Mupirocin for MRSA decolonization
In collaboration with Department of Infection Control, CAUSE clinicians worked to develop pharmacologic aspects of a comprehensive approach to reduce healthcare associated infections due to methicillin-resistant Staphylococcus aureus (MRSA). Following principles from published evidence of benefit from such a program, a protocol for nasal application of mupirocin ointment was developed as part of a strategy to eliminate colonization by this organism, and prevent infections. Patients identified on nasal screening to be colonized with MRSA will undergo decolonization therapy with intranasal mupirocin ointment. Daily neck-down baths with a chlorhexidine-impregnated washcloth, once instituted for all ICU patients, will aid this intervention. The impact on the incidence of nosocomial MRSA infection will be monitored. During the development of this program, CAUSE team members worked to assure the quality and safety of a switch from budgeted Bactroban Nasal to generic topical mupirocin ointment.

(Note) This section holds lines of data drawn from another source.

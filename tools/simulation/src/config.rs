//! Simulation configuration
//!
//! Loaded from a JSON file, or defaulted to the sample book of two customers.

use order_engine::{EngineConfig, InMemoryOrderEngine};
use rust_decimal::Decimal;
use serde::{Deserialize, Serialize};
use std::path::Path;
use thiserror::Error;
use types::errors::LedgerError;
use types::ids::{AssetName, CustomerId};

#[derive(Error, Debug)]
pub enum ConfigError {
    #[error("Failed to read config {path}: {source}")]
    Io {
        path: String,
        #[source]
        source: std::io::Error,
    },

    #[error("Invalid config {path}: {source}")]
    Parse {
        path: String,
        #[source]
        source: serde_json::Error,
    },
}

/// Opening balance credited before any scenario runs
#[derive(Debug, Clone, PartialEq, Serialize, Deserialize)]
pub struct SeedBalance {
    pub customer_id: CustomerId,
    pub asset: AssetName,
    pub amount: Decimal,
}

impl SeedBalance {
    pub fn new(customer_id: &str, asset: &str, amount: Decimal) -> Option<Self> {
        Some(Self {
            customer_id: CustomerId::try_new(customer_id)?,
            asset: AssetName::try_new(asset)?,
            amount,
        })
    }
}

#[derive(Debug, Clone, PartialEq, Serialize, Deserialize)]
#[serde(default)]
pub struct SimulationConfig {
    pub engine: EngineConfig,
    pub seed_balances: Vec<SeedBalance>,
    /// Seed for the random order flow
    pub rng_seed: u64,
    /// Steps in the random order flow
    pub random_steps: usize,
    /// Orders raced between match and cancel in the contention scenario
    pub contention_orders: usize,
}

impl Default for SimulationConfig {
    fn default() -> Self {
        let seeds = [
            ("CUST001", "TRY", Decimal::new(1_000_000, 2)),
            ("CUST001", "AAPL", Decimal::new(5_000, 2)),
            ("CUST002", "TRY", Decimal::new(1_500_000, 2)),
        ];
        Self {
            engine: EngineConfig::default(),
            seed_balances: seeds
                .into_iter()
                .filter_map(|(customer, asset, amount)| SeedBalance::new(customer, asset, amount))
                .collect(),
            rng_seed: 42,
            random_steps: 500,
            contention_orders: 100,
        }
    }
}

impl SimulationConfig {
    pub fn from_file(path: impl AsRef<Path>) -> Result<Self, ConfigError> {
        let path = path.as_ref();
        let raw = std::fs::read_to_string(path).map_err(|source| ConfigError::Io {
            path: path.display().to_string(),
            source,
        })?;
        serde_json::from_str(&raw).map_err(|source| ConfigError::Parse {
            path: path.display().to_string(),
            source,
        })
    }

    /// Distinct seeded customers, in first-seen order
    pub fn customers(&self) -> Vec<CustomerId> {
        let mut customers: Vec<CustomerId> = Vec::new();
        for seed in &self.seed_balances {
            if !customers.contains(&seed.customer_id) {
                customers.push(seed.customer_id.clone());
            }
        }
        customers
    }

    /// Fresh in-memory engine with every seed balance deposited
    pub fn build_engine(&self) -> Result<InMemoryOrderEngine, LedgerError> {
        let engine = InMemoryOrderEngine::in_memory(self.engine.clone());
        for seed in &self.seed_balances {
            engine.deposit(&seed.customer_id, &seed.asset, seed.amount)?;
        }
        Ok(engine)
    }
}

Empiric antibiotic selection in beta-lactam allergic pts
Numerous studies have demonstrated the importance of initiating appropriate empiric antibiotic therapy. Consideration of local microbiologic data is essential in developing institution-specific recommendations for that therapy. ß-lactams (penicillins, cephalosporins, carbapenems) are frequently drugs of choice in community- or hospital-acquired infections. However, few data exist to guide prescribers in antibiotic selection for patients with severe ß-lactam allergy. Declining reliability of several non-ß-lactam antibiotic agents over the past decade against gram-negative bacterial pathogens prompted the initiation of an IRB-approved retrospective investigation of this question. In this study, the bacteriology and susceptibility of clinical infections in patients with beta-lactam allergy were examined to determine optimal antibiotics or combinations for use in several commonly encountered scenarios. Results of this study were presented in poster format at the Interscience Conference on Antimicrobial Agents and Chemotherapy (ICAAC) in September 2010.